The U.S. Securities and Exchange Commission (SEC) has delayed its decision on whether to approve a number of spot ethereum exchange-traded funds (ETFs) but, according to investment firm Bitwise’s chief investment officer Matt Hougan, that may be a good thing.
In an interview with Forbes, Hougan said that the asset management industry is too focused on spot bitcoin products to allow ether ETFs the necessary attention to thrive in the market.
“I think the [Ethereum] ETFs will be more successful if they launch in 12 months than if they launch in May. I know that sounds goofy, but I think TradFi is still digesting Bitcoin and if you give TradFi time to get comfortable with Bitcoin and crypto, they will be ready for the next thing,” Hougan said.
Bitwise is the latest firm to apply for a spot ether ETF, joining heavyweight institutions like BlackRock, Fidelity, Grayscale, Franklin Templeton, VanEck, and Invesco Galaxy. The SEC has already delayed its decision timeline for a number of those applicants, and industry watchers have grown less optimistic about the chance of an approval to come in May, which is when VanEck and 21Shares/Ark will come up against the final deadline.
Each issuer has four deadlines for a decision and the SEC has already delayed some decisions as issuers approach the initial deadlines.
My cautiously optimistic attitude for ETH ETFs has changed from recent months. We now believe these will ultimately be denied May 23rd for this round. The SEC hasn't engaged with issuers on Ethereum specifics. Exact opposite of #Bitcoin ETFs this fall. https://t.co/TyAzAOrAC5
— James Seyffart (@JSeyff) March 19, 2024
ETF analysts at Bloomberg have lowered their expectations of an ether ETF being approved in May down to 35% from 70% at the start of the year, and some market participants are now concerned that an ether-based ETF will be approved at all after reports that the SEC is looking into the Ethereum Foundation and ether’s possible classification as a security.
BlackRock CEO Larry Fink, however, doesn’t necessarily think that will factor into the ultimate approval of an ether ETF. In an interview with Fox Business last week, Fink said that ether’s potential designation as a security would not be “deleterious.”

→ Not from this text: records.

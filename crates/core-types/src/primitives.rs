use crate::error::CoreError;
use chrono::{DateTime, Utc};
use rust_decimal::Decimal;
use serde::{Deserialize, Serialize};
use std::fmt;
use std::str::FromStr;

/// A point on the simulation clock.
pub type Time = DateTime<Utc>;

/// Seconds since the epoch of the first instant outside the accepted time range (2100-01-01).
const MAX_TIMESTAMP: i64 = 4_102_444_800;

/// Maximum absolute value of any amount handed to the engine.
pub fn max_abs_value() -> Decimal {
    Decimal::from_i128_with_scale(1_000_000_000_000_000_000_000_000, 0)
}

/// Balances below this magnitude are treated as empty.
pub fn negligible_amount() -> Decimal {
    Decimal::new(1, 12)
}

/// A currency or asset code, e.g. `EUR`, `XAU` or `SPX`.
///
/// Codes are non-empty and shorter than 256 characters. They are ordered
/// lexicographically, which the price graph relies on for deterministic path search.
#[derive(Debug, Clone, PartialEq, Eq, PartialOrd, Ord, Hash, Serialize, Deserialize)]
#[serde(try_from = "String", into = "String")]
pub struct Currency(String);

impl Currency {
    pub fn new(code: impl Into<String>) -> Result<Self, CoreError> {
        let code = code.into();
        if code.is_empty() || code.len() >= 256 {
            return Err(CoreError::InvalidCurrency(code));
        }
        if code.chars().any(char::is_control) {
            tracing::warn!("Non-printable characters detected in currency code {:?}", code);
        }
        Ok(Self(code))
    }

    pub fn as_str(&self) -> &str {
        &self.0
    }
}

impl fmt::Display for Currency {
    fn fmt(&self, f: &mut fmt::Formatter<'_>) -> fmt::Result {
        f.write_str(&self.0)
    }
}

impl FromStr for Currency {
    type Err = CoreError;

    fn from_str(s: &str) -> Result<Self, Self::Err> {
        Currency::new(s)
    }
}

impl TryFrom<String> for Currency {
    type Error = CoreError;

    fn try_from(value: String) -> Result<Self, Self::Error> {
        Currency::new(value)
    }
}

impl TryFrom<&str> for Currency {
    type Error = CoreError;

    fn try_from(value: &str) -> Result<Self, Self::Error> {
        Currency::new(value)
    }
}

impl From<Currency> for String {
    fn from(value: Currency) -> Self {
        value.0
    }
}

/// A signed monetary quantity denominated in a currency.
#[derive(Debug, Clone, PartialEq, Eq, Serialize, Deserialize)]
pub struct Amount {
    pub value: Decimal,
    pub currency: Currency,
}

impl Amount {
    /// Creates an amount, rejecting values outside of `±max_abs_value()`.
    pub fn new(value: Decimal, currency: Currency) -> Result<Self, CoreError> {
        let value = checked_value(currency.as_str(), value)?;
        Ok(Self { value, currency })
    }

    pub fn zero(currency: Currency) -> Self {
        Self {
            value: Decimal::ZERO,
            currency,
        }
    }
}

impl fmt::Display for Amount {
    fn fmt(&self, f: &mut fmt::Formatter<'_>) -> fmt::Result {
        write!(f, "{} {}", self.value, self.currency)
    }
}

/// Validates that `value` lies within the accepted range and returns it.
pub fn checked_value(key: &str, value: Decimal) -> Result<Decimal, CoreError> {
    let limit = max_abs_value();
    if value.abs() > limit {
        return Err(CoreError::ValueOutOfRange {
            key: key.to_string(),
            value: value.to_string(),
            limit: limit.to_string(),
        });
    }
    Ok(value)
}

/// Validates that `t` lies strictly between 1970-01-01 and 2100-01-01.
pub fn checked_time(t: Time) -> Result<Time, CoreError> {
    let ts = t.timestamp();
    if ts <= 0 || ts >= MAX_TIMESTAMP {
        return Err(CoreError::TimeOutOfRange(t.to_rfc3339()));
    }
    Ok(t)
}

Ethereum infrastructure firm Consensys submitted a comment letter to the SEC on March 29 asserting that there was no substantive basis for the agency to reject a spot ether ETF.
“In fact Ethereum’s PoS [proof-of-stake] implementation meets and even exceeds the security of Bitcoin’s Proof of Work (PoW), which underlies bitcoin-based ETFs that have already been approved for trading by the SEC,” said Conensys in an accompanying blog post.